"Would you like some more mashed potatoes?" my Oma (grandmother) will ask me when I visit. She will say this as she puts the mashed potatoes on my plate.
"No, I'm okay," I'll say back before realizing the mashed potatoes sitting there. I'll have already had a plate and a half of delicious food and I'm not THAT hungry. My Oma loves me, and equates food with love. It's very sweet, but hard sometimes.
While not an entirely "Jewish" problem, it's hard to lose weight with a family and holidays like this. Yesterday evening we celebrated Purim, a holiday where you're commanded to get so drunk you can't tell the good guy from the bad guy in the story. Those shots of vodka add up, and I'm always more likely to eat while drunk. Plus, I just made some hamantashen, and if I say so myself, they are delicious!
The next big holiday coming up is Pesach (Passover). Pesach you're supposed to drink 4 cups of wine and the entire day/evening is concerned with a great feast. There are traditional things you're supposed to eat and eat, and only THEN do you get to the meal. And, of course, as I have both family and friends (imagine that!) so I'll be enjoying more than one Pesach feast.
Of course, there's also the weekly holiday of Shabbat. Challah, while delicious, is very caloric. And that nice dinner once a week can also be a lovely, caloricly strenuous, meal.

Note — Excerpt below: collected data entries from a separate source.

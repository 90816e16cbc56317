use serde::{Deserialize, Serialize};
use std::io;
use std::path::{Path, PathBuf};

#[derive(Debug, Clone, PartialEq, Eq)]
pub enum AttachStatus {
    Attached,
    Skipped(String),
}

#[derive(Debug, Clone, PartialEq, Eq)]
pub struct FileStatus {
    pub name: String,
    pub status: AttachStatus,
}

/// A file picked by the user. Only the path is kept; bytes are read when a request is sent.
#[derive(Debug, Clone, PartialEq, Eq, Serialize, Deserialize)]
pub struct AttachedFile {
    pub path: PathBuf,
    pub name: String,
    pub size: u64,
}

impl AttachedFile {
    pub fn new(path: impl Into<PathBuf>, size: u64) -> Self {
        let path = path.into();
        let name = path
            .file_name()
            .unwrap_or_default()
            .to_string_lossy()
            .to_string();
        Self { path, name, size }
    }

    pub fn from_path(path: &Path) -> io::Result<Self> {
        let metadata = std::fs::metadata(path)?;
        if !metadata.is_file() {
            return Err(io::Error::new(
                io::ErrorKind::InvalidInput,
                format!("{} is not a file", path.display()),
            ));
        }
        Ok(Self::new(path, metadata.len()))
    }

    pub fn extension(&self) -> Option<String> {
        self.path
            .extension()
            .and_then(|e| e.to_str())
            .map(|e| e.to_lowercase())
    }
}
use crate::files::{AttachedFile, FileFilter, FileStatus};
use serde::{Deserialize, Serialize};
use std::collections::BTreeSet;
use thiserror::Error;

/// Form switches that can make a document category mandatory.
#[derive(Debug, Clone, Copy, PartialEq, Eq, PartialOrd, Ord, Serialize, Deserialize)]
#[serde(rename_all = "snake_case")]
pub enum Flag {
    ProspectiveStudy,
}

pub type ActiveFlags = BTreeSet<Flag>;

#[derive(Debug, Clone, Copy, PartialEq, Eq, Serialize, Deserialize)]
#[serde(rename_all = "snake_case")]
pub enum Requirement {
    Always,
    Optional,
    IfFlag(Flag),
}

impl Requirement {
    pub fn applies(&self, flags: &ActiveFlags) -> bool {
        match self {
            Requirement::Always => true,
            Requirement::Optional => false,
            Requirement::IfFlag(flag) => flags.contains(flag),
        }
    }

    /// True when the category can become mandatory depending on the form.
    pub fn is_conditional(&self) -> bool {
        matches!(self, Requirement::IfFlag(_))
    }
}

#[derive(Debug, Error, PartialEq, Eq)]
pub enum CategoryError {
    #[error("unknown document category '{0}'")]
    UnknownCategory(String),
    #[error("document category '{0}' is defined more than once")]
    DuplicateKey(String),
    #[error("category '{key}' has no file at position {index}")]
    NoSuchFile { key: String, index: usize },
}

#[derive(Debug, Clone, PartialEq, Eq, Serialize, Deserialize)]
pub struct CategoryDefinition {
    pub key: String,
    pub label: String,
    pub requirement: Requirement,
}

impl CategoryDefinition {
    pub fn new(key: &str, label: &str, requirement: Requirement) -> Self {
        Self {
            key: key.to_string(),
            label: label.to_string(),
            requirement,
        }
    }
}

#[derive(Debug, Clone, PartialEq, Eq)]
pub struct FileCategory {
    pub definition: CategoryDefinition,
    pub files: Vec<AttachedFile>,
}

impl FileCategory {
    pub fn key(&self) -> &str {
        &self.definition.key
    }

    pub fn label(&self) -> &str {
        &self.definition.label
    }

    pub fn is_required(&self, flags: &ActiveFlags) -> bool {
        self.definition.requirement.applies(flags)
    }
}

pub fn default_definitions() -> Vec<CategoryDefinition> {
    vec![
        CategoryDefinition::new("datenschutzkonzept", "Privacy concept", Requirement::Always),
        CategoryDefinition::new(
            "verantwortung",
            "Assumption of responsibility",
            Requirement::Always,
        ),
        CategoryDefinition::new(
            "schulung_uni",
            "University training certificate",
            Requirement::Always,
        ),
        CategoryDefinition::new(
            "schulung_ukf",
            "University hospital training certificate",
            Requirement::Always,
        ),
        CategoryDefinition::new(
            "einwilligung",
            "Consent form",
            Requirement::IfFlag(Flag::ProspectiveStudy),
        ),
        CategoryDefinition::new("ethikvotum", "Ethics vote", Requirement::Optional),
        CategoryDefinition::new("sonstiges", "Other", Requirement::Optional),
    ]
}

/// Ordered set of document categories with their attached files. Keys are unique.
#[derive(Debug, Clone, PartialEq, Eq)]
pub struct CategoryRegistry {
    categories: Vec<FileCategory>,
}

impl Default for CategoryRegistry {
    fn default() -> Self {
        Self {
            categories: default_definitions()
                .into_iter()
                .map(|definition| FileCategory {
                    definition,
                    files: Vec::new(),
                })
                .collect(),
        }
    }
}

impl CategoryRegistry {
    pub fn new(definitions: Vec<CategoryDefinition>) -> Result<Self, CategoryError> {
        let mut seen = BTreeSet::new();
        for definition in &definitions {
            if !seen.insert(definition.key.as_str()) {
                return Err(CategoryError::DuplicateKey(definition.key.clone()));
            }
        }

        Ok(Self {
            categories: definitions
                .into_iter()
                .map(|definition| FileCategory {
                    definition,
                    files: Vec::new(),
                })
                .collect(),
        })
    }

    pub fn iter(&self) -> impl Iterator<Item = &FileCategory> {
        self.categories.iter()
    }

    pub fn get(&self, key: &str) -> Option<&FileCategory> {
        self.categories.iter().find(|c| c.key() == key)
    }

    fn get_mut(&mut self, key: &str) -> Result<&mut FileCategory, CategoryError> {
        self.categories
            .iter_mut()
            .find(|c| c.key() == key)
            .ok_or_else(|| CategoryError::UnknownCategory(key.to_string()))
    }

    /// Appends the files the filter accepts, keeping insertion order.
    pub fn add_files(
        &mut self,
        key: &str,
        files: Vec<AttachedFile>,
        filter: &FileFilter,
    ) -> Result<Vec<FileStatus>, CategoryError> {
        let category = self.get_mut(key)?;
        let (accepted, statuses) = filter.partition(files);
        tracing::debug!(category = key, added = accepted.len(), "attaching files");
        category.files.extend(accepted);
        Ok(statuses)
    }

    pub fn remove_file(&mut self, key: &str, index: usize) -> Result<AttachedFile, CategoryError> {
        let category = self.get_mut(key)?;
        if index >= category.files.len() {
            return Err(CategoryError::NoSuchFile {
                key: key.to_string(),
                index,
            });
        }
        Ok(category.files.remove(index))
    }

    pub fn clear_files(&mut self) {
        for category in &mut self.categories {
            category.files.clear();
        }
    }

    pub fn total_files(&self) -> usize {
        self.categories.iter().map(|c| c.files.len()).sum()
    }
}

#[cfg(test)]
mod tests {
    use super::*;
    use pretty_assertions::assert_eq;

    fn prospective() -> ActiveFlags {
        [Flag::ProspectiveStudy].into_iter().collect()
    }

    #[test]
    fn requirement_rules() {
        let none = ActiveFlags::new();
        assert!(Requirement::Always.applies(&none));
        assert!(!Requirement::Optional.applies(&prospective()));
        assert!(!Requirement::IfFlag(Flag::ProspectiveStudy).applies(&none));
        assert!(Requirement::IfFlag(Flag::ProspectiveStudy).applies(&prospective()));
    }

    #[test]
    fn duplicate_keys_are_rejected() {
        let err = CategoryRegistry::new(vec![
            CategoryDefinition::new("a", "A", Requirement::Always),
            CategoryDefinition::new("a", "Again", Requirement::Optional),
        ])
        .unwrap_err();
        assert_eq!(err, CategoryError::DuplicateKey("a".to_string()));
    }

    #[test]
    fn add_and_remove_keep_order() {
        let mut registry = CategoryRegistry::default();
        let filter = FileFilter::default();
        registry
            .add_files(
                "sonstiges",
                vec![
                    AttachedFile::new("/x/1.pdf", 1),
                    AttachedFile::new("/x/2.pdf", 1),
                    AttachedFile::new("/x/3.pdf", 1),
                ],
                &filter,
            )
            .unwrap();

        let removed = registry.remove_file("sonstiges", 1).unwrap();
        assert_eq!(removed.name, "2.pdf");
        let names: Vec<_> = registry
            .get("sonstiges")
            .unwrap()
            .files
            .iter()
            .map(|f| f.name.as_str())
            .collect();
        assert_eq!(names, vec!["1.pdf", "3.pdf"]);
        assert_eq!(registry.total_files(), 2);
    }

    #[test]
    fn unknown_category_and_bad_index() {
        let mut registry = CategoryRegistry::default();
        assert_eq!(
            registry.add_files("nope", vec![], &FileFilter::default()),
            Err(CategoryError::UnknownCategory("nope".to_string()))
        );
        assert_eq!(
            registry.remove_file("ethikvotum", 0),
            Err(CategoryError::NoSuchFile {
                key: "ethikvotum".to_string(),
                index: 0
            })
        );
    }

    #[test]
    fn rejected_files_are_not_attached() {
        let mut registry = CategoryRegistry::default();
        let statuses = registry
            .add_files(
                "ethikvotum",
                vec![AttachedFile::new("/x/vote.exe", 1)],
                &FileFilter::default(),
            )
            .unwrap();
        assert_eq!(statuses.len(), 1);
        assert!(registry.get("ethikvotum").unwrap().files.is_empty());
    }
}
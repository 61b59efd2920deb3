//! Logic-formula analysis over sampled numeric domains.
//!
//! Raw text in mixed notation (`∀x: 1 < x ≤ 5`, `¬(x ≥ 5) → x = 3`) is
//! normalized into the `logiscan_expr` grammar, classified, compiled once and
//! then sampled over a [`Domain`].

pub mod analyzer;
pub mod classifier;
pub mod domain;
pub mod error;
pub mod normalizer;
pub mod notation;
pub mod predicate;
pub mod preview;
pub mod scan;

pub use analyzer::{analyze, Analysis, AnalysisResult, Analyzer, AnalyzerOptions, DEFAULT_MAX_SAMPLES};
pub use classifier::{Classification, Classifier, QuantifierKind};
pub use domain::{Domain, Grid, PredicateType, TruthSegment};
pub use error::{AnalysisError, ValidationError};
pub use normalizer::{NormalizeStep, Normalizer};
pub use notation::NotationTables;
pub use predicate::Predicate;
pub use preview::{preview_domain, truth_series, DomainPreview, SeriesPoint, TruthSeries, DEFAULT_PREVIEW_LIMIT};
pub use scan::{DomainEvaluator, PointValue, Sample, DEFAULT_TRUTHY_EPSILON};

/// Normalize `text` with the shared notation tables.
pub fn normalize(text: &str) -> String {
    Normalizer::default().normalize(text)
}
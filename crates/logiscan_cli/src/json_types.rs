//! JSON output types for the `--format json` mode of every subcommand.
//!
//! Successful outputs carry `"ok": true`; failures are reported as
//! [`ErrorJsonOutput`].

use logiscan_engine::{
    Analysis, AnalysisError, AnalysisResult, Classification, Domain, DomainPreview, NormalizeStep,
    SeriesPoint, TruthSegment, ValidationError,
};
use serde::Serialize;

#[derive(Serialize, Debug, Clone, Copy, PartialEq)]
pub struct DomainJson {
    pub min: f64,
    pub max: f64,
    pub step: f64,
}

impl From<&Domain> for DomainJson {
    fn from(d: &Domain) -> Self {
        Self {
            min: d.min,
            max: d.max,
            step: d.step,
        }
    }
}

#[derive(Serialize, Debug, Clone, Copy)]
pub struct SegmentJson {
    pub start: f64,
    pub end: f64,
}

impl From<&TruthSegment> for SegmentJson {
    fn from(s: &TruthSegment) -> Self {
        Self {
            start: s.start,
            end: s.end,
        }
    }
}

#[derive(Serialize, Debug, Clone, Copy)]
pub struct SeriesPointJson {
    pub x: f64,
    pub y: u8,
}

impl From<&SeriesPoint> for SeriesPointJson {
    fn from(p: &SeriesPoint) -> Self {
        Self { x: p.x, y: p.level }
    }
}

/// Result of `analyze --format json`
#[derive(Serialize, Debug)]
pub struct AnalyzeJsonOutput {
    pub ok: bool,
    pub formula: String,
    pub normalized: String,
    pub variable: String,
    pub domain: DomainJson,
    pub quantified: bool,

    /// "universal" or "existential"
    #[serde(skip_serializing_if = "Option::is_none")]
    pub quantifier: Option<String>,
    #[serde(skip_serializing_if = "Option::is_none")]
    pub truth_value: Option<bool>,

    /// "always_true", "always_false" or "satisfiable"
    #[serde(skip_serializing_if = "Option::is_none")]
    pub predicate_type: Option<String>,
    #[serde(skip_serializing_if = "Option::is_none")]
    pub segments: Option<Vec<SegmentJson>>,

    /// Step polyline of the segments, for plotting
    #[serde(skip_serializing_if = "Option::is_none")]
    pub series: Option<Vec<SeriesPointJson>>,
}

impl AnalyzeJsonOutput {
    pub fn new(analysis: &Analysis, series: &[SeriesPoint]) -> Self {
        let mut out = Self {
            ok: true,
            formula: analysis.formula.clone(),
            normalized: analysis.normalized.clone(),
            variable: analysis.variable.clone(),
            domain: DomainJson::from(&analysis.domain),
            quantified: false,
            quantifier: None,
            truth_value: None,
            predicate_type: None,
            segments: None,
            series: None,
        };
        match &analysis.result {
            AnalysisResult::Quantified { kind, truth_value } => {
                out.quantified = true;
                out.quantifier = Some(kind.name().to_string());
                out.truth_value = Some(*truth_value);
            }
            AnalysisResult::Unquantified {
                predicate_type,
                segments,
            } => {
                out.predicate_type = Some(predicate_type.name().to_string());
                out.segments = Some(segments.iter().map(SegmentJson::from).collect());
                out.series = Some(series.iter().map(SeriesPointJson::from).collect());
            }
        }
        out
    }
}

#[derive(Serialize, Debug)]
pub struct StepJson {
    pub rule: String,
    pub before: String,
    pub after: String,
}

impl From<&NormalizeStep> for StepJson {
    fn from(s: &NormalizeStep) -> Self {
        Self {
            rule: s.rule.to_string(),
            before: s.before.clone(),
            after: s.after.clone(),
        }
    }
}

/// Result of `normalize --format json`
#[derive(Serialize, Debug)]
pub struct NormalizeJsonOutput {
    pub ok: bool,
    pub input: String,
    pub normalized: String,
    #[serde(skip_serializing_if = "Vec::is_empty")]
    pub steps: Vec<StepJson>,
}

/// Result of `classify --format json`
#[derive(Serialize, Debug)]
pub struct ClassifyJsonOutput {
    pub ok: bool,
    pub input: String,
    pub is_predicate: bool,
    pub quantifier_count: usize,
    #[serde(skip_serializing_if = "Option::is_none")]
    pub quantifier: Option<String>,
    pub variable: String,
}

impl ClassifyJsonOutput {
    pub fn new(input: &str, c: &Classification) -> Self {
        Self {
            ok: true,
            input: input.to_string(),
            is_predicate: c.is_predicate,
            quantifier_count: c.quantifier_count,
            quantifier: c.quantifier.map(|k| k.name().to_string()),
            variable: c.variable.clone(),
        }
    }
}

/// Result of `domain --format json`
#[derive(Serialize, Debug)]
pub struct DomainJsonOutput {
    pub ok: bool,
    pub domain: DomainJson,
    pub estimated_samples: f64,
    pub points: Vec<f64>,
    pub truncated: bool,
}

impl DomainJsonOutput {
    pub fn new(domain: &Domain, preview: DomainPreview) -> Self {
        Self {
            ok: true,
            domain: DomainJson::from(domain),
            estimated_samples: domain.estimated_samples(),
            points: preview.points,
            truncated: preview.truncated,
        }
    }
}

/// An error result
#[derive(Serialize, Debug)]
pub struct ErrorJsonOutput {
    pub ok: bool,
    pub error: String,
    pub kind: String,
    #[serde(skip_serializing_if = "Option::is_none")]
    pub input: Option<String>,
}

impl ErrorJsonOutput {
    pub fn from_error(error: &anyhow::Error, input: Option<&str>) -> Self {
        Self {
            ok: false,
            error: error.to_string(),
            kind: error_kind(error).to_string(),
            input: input.map(str::to_string),
        }
    }
}

/// Stable class name for an error raised by a command.
pub fn error_kind(error: &anyhow::Error) -> &'static str {
    if let Some(e) = error.downcast_ref::<AnalysisError>() {
        e.kind()
    } else if error.downcast_ref::<ValidationError>().is_some() {
        "input_validation"
    } else {
        "internal"
    }
}

pub fn print_pretty_json<T: Serialize>(value: &T) {
    match serde_json::to_string_pretty(value) {
        Ok(s) => println!("{}", s),
        Err(e) => {
            eprintln!("JSON serialization error: {}", e);
            match serde_json::to_string(value) {
                Ok(s) => println!("{}", s),
                Err(_) => println!("{{\"ok\":false,\"error\":\"JSON_SERIALIZATION_FAILED\"}}"),
            }
        }
    }
}

#[cfg(test)]
mod tests {
    use super::*;
    use logiscan_engine::analyze;

    #[test]
    fn test_error_kind() {
        let e = anyhow::Error::new(ValidationError::EmptyFormula);
        assert_eq!(error_kind(&e), "input_validation");

        let e = anyhow::Error::new(analyze("x > > 1", 0.0, 1.0, 1.0).unwrap_err());
        assert_eq!(error_kind(&e), "expression_syntax");

        assert_eq!(error_kind(&anyhow::anyhow!("boom")), "internal");
    }

    #[test]
    fn test_quantified_output_has_no_segments() {
        let a = analyze("∃x: x > 3", 0.0, 5.0, 1.0).unwrap();
        let json = serde_json::to_value(AnalyzeJsonOutput::new(&a, &[])).unwrap();
        assert_eq!(json["quantifier"], "existential");
        assert_eq!(json["truth_value"], true);
        assert!(json.get("segments").is_none());
        assert!(json.get("series").is_none());
    }
}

I'm not so religious that I celebrate every holiday (I stayed home last night) or honor all Shabbats, but I work for a Jewish institution and I do celebrate with infrequent frequency. So, despite my unpious nature, being Jewish does give perspective to my weight loss. Which is to say, the only way I can lose weight is if I can control my portions. Obviously this isn't a Jewish concept, but it does help me to remind myself of it before I begin my celebrations. It's hard to say no to my third helping of kugel, but I can do it! At least, sometimes I can do it. And all that needs to happen is I need to show restraint more than I don't show restraint. I will slip up (oh, how I love challah), but I will also be learning. I need to remember that this is a journey, not a daily exercise in winning or failing.